What morning would I find the less car traffic on those rides, Friday or Saturday? Is early morning the best or sometimes in my area its best right after rush hour. Also how bad is cycling on PCH? Does it get better towards Malibu? I figure I'll have to ride some sections of it.

Thanks again.


----------



## JSR (Feb 27, 2006)

PCH bites until at least Topanga Canyon. It’s a heavy commuter route, so Saturday would be better.

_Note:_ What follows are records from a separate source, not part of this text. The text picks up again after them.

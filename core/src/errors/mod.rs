//! Domain-specific error types and error handling.

mod types;


// Re-export all error types and utilities
pub use types::{AuthError, TokenError, ValidationError};

use thiserror::Error;

/// Core domain errors (general purpose)
///
/// `Auth`, `Token` and `ValidationErr` carry expected, user-facing failures.
/// `Internal` is reserved for infrastructure faults (store unreachable,
/// corrupt rows) and is the only variant callers should treat as fatal.
#[derive(Error, Debug)]
pub enum DomainError {
    #[error("Validation error: {message}")]
    Validation { message: String },

    #[error("Resource not found: {resource}")]
    NotFound { resource: String },

    #[error("Internal error: {message}")]
    Internal { message: String },

    // Bridge to specific error types
    #[error(transparent)]
    Auth(#[from] AuthError),

    #[error(transparent)]
    Token(#[from] TokenError),

    #[error(transparent)]
    ValidationErr(#[from] ValidationError),
}

impl DomainError {
    /// Whether this error is an infrastructure fault rather than an expected
    /// business outcome
    pub fn is_internal(&self) -> bool {
        matches!(self, DomainError::Internal { .. })
    }
}

pub type DomainResult<T> = Result<T, DomainError>;
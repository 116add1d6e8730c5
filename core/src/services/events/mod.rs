//! Authentication events handed to the real-time hub
//!
//! Publishing is fire-and-forget: a missing publisher and a failing one are
//! treated the same by the auth flows.

mod publisher;

pub use publisher::{AuthEvent, AuthEventPublisher, NoOpEventPublisher};
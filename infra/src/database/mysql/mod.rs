//! MySQL implementations of the core repository traits

mod refresh_token_repository;
mod user_store;

pub use refresh_token_repository::MySqlRefreshTokenRepository;
pub use user_store::MySqlUserStore;

use dm_core::errors::DomainError;

/// Row decoding failure for `column`
fn column_error(column: &str, e: sqlx::Error) -> DomainError {
    DomainError::Internal {
        message: format!("Failed to get {}: {}", column, e),
    }
}

/// Logged query failure while trying to `action`
fn query_error(action: &str, e: sqlx::Error) -> DomainError {
    tracing::error!(error = %e, "Failed to {}", action);
    DomainError::Internal {
        message: format!("Failed to {}: {}", action, e),
    }
}
//! Periodically deletes expired refresh tokens until interrupted.
//!
//! Configuration comes from `config.<env>.toml` and `DM_`-prefixed
//! environment variables (a `.env` file is loaded first when present).

use std::sync::Arc;

use anyhow::Context;
use dm_core::services::token::{TokenCleanupConfig, TokenCleanupService};
use dm_infra::database::{DatabasePool, MySqlRefreshTokenRepository};
use dm_infra::logging::init_tracing;
use dm_shared::config::AppConfig;

#[tokio::main]
async fn main() -> anyhow::Result<()> {
    dotenvy::dotenv().ok();

    let config = AppConfig::load().context("failed to load configuration")?;
    init_tracing(&config.logging)?;

    tracing::info!(environment = %config.environment, "Starting token sweeper");

    let pool = DatabasePool::new(config.database.clone())
        .await
        .context("failed to connect to database")?;
    pool.run_migrations().await?;

    let repository = Arc::new(MySqlRefreshTokenRepository::new(pool.get_pool().clone()));
    let cleanup = Arc::new(TokenCleanupService::new(
        repository,
        TokenCleanupConfig::from(&config.cleanup),
    ));

    let Some(handle) = cleanup.start_background_task() else {
        tracing::warn!("Token cleanup is disabled; nothing to do");
        pool.close().await;
        return Ok(());
    };

    tokio::signal::ctrl_c()
        .await
        .context("failed to listen for shutdown signal")?;

    tracing::info!("Shutdown signal received, stopping token sweeper");
    handle.abort();
    pool.close().await;

    Ok(())
}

I’d recommend driving out past the Malibu pier. There are a couple of malls in the vicinity of Webb Way where you can park. If you drive as far as Zuma Beach there’s a small mall with Starbucks at Trancas. That would put you right among the Encinal/Mulholland loops. Yerba Buena is an excellent climb of >2,000’; it hooks up with Mulholland.

Kanan Road, Malibu Canyon/Las Virgenes, and Topanga Canyon are the main motor routes to the beach. Stay off those.


----------



## GlobalGuy (Jun 9, 2015)

Regarding PCH---Yeah, be careful. Hold your line so to speak in as make sure you stay right and focused. If you don't have a tail light borrow or buy one. It is a HUGE plus IMO for PCH. (I've ridden PCH more times than I can count and I've ridden it all the way from Santa Monica to its conventional highway end in Ventura County near Point Magu.) Traffic gets better and better once you pass Pepperdine University and continue riding west. By the time you get to Zuma Beach from there on there is almost no cars at all. 

ADDENDUM: Thursday is trash day and the east end of Malibu put out all their trash barrels in what would be the functional bike lane. Also, the eastbound side of Malibu from downtown to Santa Monica has much less overall room to ride than the westbound side. You have to ride a bit in the lane in many parts. 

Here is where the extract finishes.